Among the entries that follow, some lines contain the word "AckRequest". Show all of them.

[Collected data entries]
══════════

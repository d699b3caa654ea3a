//! Request handlers for the backend endpoints.

use crate::error::ApiResult;
use crate::messages::{
    AckRequest, BanChangeDto, BanChangesResponse, BanReportEnvelope, CommandDto,
    CommandsPollResponse, HealthResponse, MetricPointDto, MetricsHistoryResponse,
    MetricsIngestRequest, MetricsSnapshotDto, PresenceRequest, StatsBatchRequest,
};
use crate::sse::LiveStream;
use gamebridge_core::clock::{now_ms, to_iso};
use gamebridge_core::{
    BanReport, Bridge, MetricsSample, PresenceEntry, StatDelta,
};
use std::sync::Arc;

/// Epoch cursor used when a ban-changes request carries none.
const EPOCH_ISO: &str = "1970-01-01T00:00:00Z";

fn int_field(value: Option<f64>) -> Option<i32> {
    value.map(|v| v as i32)
}

/// Synchronous handler for every backend endpoint.
///
/// The transport layer owns routing, authentication and serialization;
/// each method here takes a deserialized request and returns the response
/// message.
pub struct RequestHandler {
    bridge: Arc<Bridge>,
}

impl RequestHandler {
    /// Creates a handler over the wired services.
    pub fn new(bridge: Arc<Bridge>) -> Self {
        Self { bridge }
    }

    /// `GET /api/server/health`
    pub fn health(&self) -> HealthResponse {
        HealthResponse {
            status: "ok".to_string(),
            server_time: to_iso(now_ms()),
            db_ok: self.bridge.db().ping(),
        }
    }

    /// `POST /api/server/stats/batch`
    pub fn stats_batch(&self, request: StatsBatchRequest) -> ApiResult<()> {
        let deltas: Vec<StatDelta> = request
            .players
            .into_iter()
            .filter_map(|entry| {
                let xuid = entry.xuid?;
                Some(StatDelta {
                    xuid,
                    name: entry.name,
                    playtime_seconds: entry.playtime_delta_seconds.unwrap_or(0),
                    kills: entry.kills_delta.unwrap_or(0),
                    deaths: entry.deaths_delta.unwrap_or(0),
                })
            })
            .collect();
        self.bridge.stats().apply_batch(&deltas)?;
        Ok(())
    }

    /// `POST /api/server/metrics`
    pub fn metrics_ingest(&self, request: MetricsIngestRequest) -> ApiResult<()> {
        let sample = MetricsSample {
            ram_used_mb: int_field(request.ram_used_mb),
            ram_max_mb: int_field(request.ram_max_mb),
            cpu_load: request.cpu_load,
            players_online: int_field(request.players_online),
            players_max: int_field(request.players_max),
            tps: request.tps,
            rx_kbps: request.rx_kbps,
            tx_kbps: request.tx_kbps,
        };
        self.bridge.metrics().ingest(&request.server_key, sample)?;
        Ok(())
    }

    /// `POST /api/server/presence`
    pub fn presence(&self, request: PresenceRequest) -> ApiResult<()> {
        let (snapshot, players) = request.into_parts();
        let entries: Vec<PresenceEntry> = players
            .into_iter()
            .filter_map(|dto| {
                let xuid = dto.xuid?;
                Some(PresenceEntry {
                    xuid,
                    name: dto.name,
                    online: dto.online,
                    ip: dto.ip,
                    hwid: dto.hwid,
                })
            })
            .collect();
        self.bridge.presence().apply(snapshot, &entries)?;
        Ok(())
    }

    /// `POST /api/server/bans/report`
    pub fn ban_report(&self, request: BanReportEnvelope) -> ApiResult<()> {
        let report = BanReport {
            xuid: request.ban.xuid,
            reason: request.ban.reason,
            ip: request.ban.ip,
            hwid: request.ban.hwid,
            duration_seconds: request.ban.duration_seconds,
        };
        self.bridge
            .bans()
            .report_server_ban(&request.server_key, &report)?;
        Ok(())
    }

    /// `GET /api/server/bans/changes?since=...`
    pub fn ban_changes(&self, since: Option<&str>) -> ApiResult<BanChangesResponse> {
        let since = match since.map(str::trim) {
            Some(s) if !s.is_empty() => s,
            _ => EPOCH_ISO,
        };
        let page = self.bridge.bans().fetch_changes_since(since)?;

        Ok(BanChangesResponse {
            server_time: to_iso(page.server_time),
            changes: page
                .changes
                .into_iter()
                .map(|change| BanChangeDto {
                    change_type: "BAN_UPSERT".to_string(),
                    ban_id: change.ban_id,
                    xuid: change.xuid,
                    reason: change.reason,
                    created_at: to_iso(change.created_at),
                    expires_at: change.expires_at.map(to_iso),
                    revoked_at: change.revoked_at.map(to_iso),
                    updated_at: to_iso(change.updated_at),
                })
                .collect(),
        })
    }

    /// `GET /api/server/commands/poll?serverKey=...&sinceId=...`
    pub fn commands_poll(
        &self,
        server_key: &str,
        since_id: i64,
        limit: Option<i64>,
    ) -> ApiResult<CommandsPollResponse> {
        let batch = self.bridge.commands().poll_open(server_key, since_id, limit)?;

        Ok(CommandsPollResponse {
            server_time: to_iso(batch.server_time),
            commands: batch
                .commands
                .into_iter()
                .map(|cmd| CommandDto {
                    id: cmd.id,
                    cmd_type: cmd.cmd_type,
                    created_at: to_iso(cmd.created_at),
                    payload_json: cmd.payload_json,
                })
                .collect(),
        })
    }

    /// `POST /api/server/commands/ack`
    pub fn commands_ack(&self, request: AckRequest) -> ApiResult<()> {
        self.bridge.commands().ack(&request.server_key, request.id)?;
        Ok(())
    }

    /// `GET /admin/api/live/stats/latest?serverKey=...`
    pub fn metrics_latest(&self, server_key: &str) -> ApiResult<Option<MetricsSnapshotDto>> {
        let snapshot = self.bridge.metrics().load_latest(server_key)?;
        Ok(snapshot.map(|snap| MetricsSnapshotDto {
            updated_at: to_iso(snap.updated_at),
            ram_used_mb: snap.sample.ram_used_mb,
            ram_max_mb: snap.sample.ram_max_mb,
            cpu_load: snap.sample.cpu_load,
            players_online: snap.sample.players_online,
            players_max: snap.sample.players_max,
            tps: snap.sample.tps,
            rx_kbps: snap.sample.rx_kbps,
            tx_kbps: snap.sample.tx_kbps,
        }))
    }

    /// `GET /admin/api/live/stats/history?serverKey=...&limit=...`
    pub fn metrics_history(
        &self,
        server_key: &str,
        limit: Option<i64>,
    ) -> ApiResult<MetricsHistoryResponse> {
        let points = self
            .bridge
            .metrics()
            .load_history(server_key, limit.unwrap_or(600))?;

        Ok(MetricsHistoryResponse {
            server_time: to_iso(now_ms()),
            points: points
                .into_iter()
                .map(|p| MetricPointDto {
                    at: to_iso(p.at),
                    players_online: p.players_online,
                    tps: p.tps,
                    cpu_load: p.cpu_load,
                    ram_used_mb: p.ram_used_mb,
                })
                .collect(),
        })
    }

    /// `GET /admin/api/live/stream`
    ///
    /// Subscribes a new live stream; the transport writes the frames the
    /// stream yields and drops it on disconnect (which unsubscribes).
    pub fn open_stream(&self) -> LiveStream {
        LiveStream::subscribe(Arc::clone(self.bridge.bus()))
            .with_keep_alive(self.bridge.config().keep_alive_timeout)
    }
}

#[cfg(test)]
mod tests {
    use super::*;
    use gamebridge_core::Config;

    fn handler() -> RequestHandler {
        RequestHandler::new(Arc::new(Bridge::in_memory(Config::default()).unwrap()))
    }

    #[test]
    fn health_reports_db_ok() {
        let h = handler();
        let health = h.health();
        assert_eq!(health.status, "ok");
        assert!(health.db_ok);
        assert!(health.server_time.ends_with('Z'));
    }

    #[test]
    fn commands_poll_and_ack_round_trip() {
        let h = handler();
        h.bridge.commands().enqueue("srv1", "reload", None).unwrap();

        let response = h.commands_poll("srv1", 0, None).unwrap();
        assert_eq!(response.commands.len(), 1);
        assert_eq!(response.commands[0].cmd_type, "RELOAD");

        h.commands_ack(AckRequest {
            server_key: "srv1".into(),
            id: response.commands[0].id,
        })
        .unwrap();
        assert!(h.commands_poll("srv1", 0, None).unwrap().commands.is_empty());
    }

    #[test]
    fn commands_poll_rejects_blank_key() {
        let h = handler();
        let err = h.commands_poll("  ", 0, None).unwrap_err();
        assert_eq!(err.status(), 400);
    }

    #[test]
    fn ban_changes_defaults_to_epoch() {
        let h = handler();
        h.bridge.bans().ban_player("X1", "spam", Some(24)).unwrap();

        let response = h.ban_changes(None).unwrap();
        assert_eq!(response.changes.len(), 1);
        assert_eq!(response.changes[0].change_type, "BAN_UPSERT");
        assert!(response.changes[0].expires_at.is_some());

        let blank = h.ban_changes(Some("  ")).unwrap();
        assert_eq!(blank.changes.len(), 1);
    }

    #[test]
    fn ban_report_goes_through_the_ledger() {
        let h = handler();
        let body = r#"{"serverKey":"srv1","ban":{"xuid":"X2","ip":"1.2.3.4"}}"#;
        let envelope: BanReportEnvelope = serde_json::from_str(body).unwrap();
        h.ban_report(envelope).unwrap();

        assert!(h.bridge.bans().has_active_ban("X2").unwrap());
    }

    #[test]
    fn presence_snapshot_mode_reaches_the_reconciler() {
        use diesel::prelude::*;
        use gamebridge_store::schema::players;

        let h = handler();
        let warmup: PresenceRequest =
            serde_json::from_str(r#"[{"xuid":"A","online":true},{"xuid":"B","online":true}]"#)
                .unwrap();
        h.presence(warmup).unwrap();

        let snapshot: PresenceRequest =
            serde_json::from_str(r#"{"snapshot":true,"players":[{"xuid":"A"}]}"#).unwrap();
        h.presence(snapshot).unwrap();

        // B was absent from the snapshot, so the sweep took it offline.
        let online: Vec<String> = h
            .bridge
            .db()
            .with_conn(|conn| {
                Ok(players::table
                    .filter(players::online.eq(true))
                    .select(players::xuid)
                    .load(conn)?)
            })
            .unwrap();
        assert_eq!(online, vec!["A".to_string()]);
    }

    #[test]
    fn metrics_ingest_truncates_float_integers() {
        let h = handler();
        let request: MetricsIngestRequest =
            serde_json::from_str(r#"{"serverKey":"srv1","ramUsedMb":512.0,"playersOnline":7.0}"#)
                .unwrap();
        h.metrics_ingest(request).unwrap();

        let latest = h.metrics_latest("srv1").unwrap().unwrap();
        assert_eq!(latest.ram_used_mb, Some(512));
        assert_eq!(latest.players_online, Some(7));
    }

    #[test]
    fn metrics_history_is_chronological() {
        let h = handler();
        for _ in 0..2 {
            h.metrics_ingest(MetricsIngestRequest {
                server_key: "srv1".into(),
                tps: Some(20.0),
                ..MetricsIngestRequest::default()
            })
            .unwrap();
        }
        let history = h.metrics_history("srv1", None).unwrap();
        assert_eq!(history.points.len(), 2);
    }

    #[test]
    fn stats_batch_accumulates() {
        let h = handler();
        let request: StatsBatchRequest = serde_json::from_str(
            r#"{"players":[{"xuid":"A","name":"Steve","playtimeDeltaSeconds":60,"killsDelta":2}]}"#,
        )
        .unwrap();
        h.stats_batch(request).unwrap();

        let stats = h.bridge.stats().load("A").unwrap().unwrap();
        assert_eq!(stats.playtime_seconds, 60);
        assert_eq!(stats.kills, 2);
    }
}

══════════

#### TASK OUTPUT:
    AckRequest, BanChangeDto, BanChangesResponse, BanReportEnvelope, CommandDto,
    pub fn commands_ack(&self, request: AckRequest) -> ApiResult<()> {
        h.commands_ack(AckRequest {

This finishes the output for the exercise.